▶ [Assignment]
Line by line, print the records exactly.

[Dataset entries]
▬▬▬▬▬▬

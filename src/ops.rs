//! Computed-operation catalog (v0.1)
//!
//! Pure functions over already-resolved source values. Every failure is an
//! [`OpError`]; the engine turns it into the input's default.
//!
//! Integer arithmetic stays integral (`add`, `subtract`, `multiply`,
//! `modulo`, `abs`, `min`, `max`) and falls back to floats on overflow.
//! `divide`, `average`, temperature conversion and `linear_transform`
//! always produce floats.

use serde_json::{Map, Value};
use std::fmt;
use std::str::FromStr;
use thiserror::Error;

use crate::value;

/// Operation parameters (`multiply`, `separator`, `decimals`, ...)
pub type Params = Map<String, Value>;

#[derive(Debug, Clone, Copy, PartialEq, Eq, Hash)]
pub enum Operation {
    CelsiusToFahrenheit,
    FahrenheitToCelsius,
    Add,
    Subtract,
    Multiply,
    Divide,
    Modulo,
    Average,
    Min,
    Max,
    Abs,
    Round,
    Floor,
    Ceil,
    LinearTransform,
    Concat,
    Split,
    Substring,
    Conditional,
    FormatNumber,
}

▬▬▬▬▬▬

▶ [Answer to this task]
filename src/ops.rs
//! Computed-operation catalog (v0.1)
//!
//! Pure functions over already-resolved source values. Every failure is an
//! [`OpError`]; the engine turns it into the input's default.
//!
//! Integer arithmetic stays integral (`add`, `subtract`, `multiply`,
//! `modulo`, `abs`, `min`, `max`) and falls back to floats on overflow.
//! `divide`, `average`, temperature conversion and `linear_transform`
//! always produce floats.

use serde_json::{Map, Value};
use std::fmt;
use std::str::FromStr;
use thiserror::Error;

use crate::value;

/// Operation parameters (`multiply`, `separator`, `decimals`, ...)
pub type Params = Map<String, Value>;

#[derive(Debug, Clone, Copy, PartialEq, Eq, Hash)]
pub enum Operation {
    CelsiusToFahrenheit,
    FahrenheitToCelsius,
    Add,
    Subtract,
    Multiply,
    Divide,
    Modulo,
    Average,
    Min,
    Max,
    Abs,
    Round,
    Floor,
    Ceil,
    LinearTransform,
    Concat,
    Split,
    Substring,
    Conditional,
    FormatNumber,
}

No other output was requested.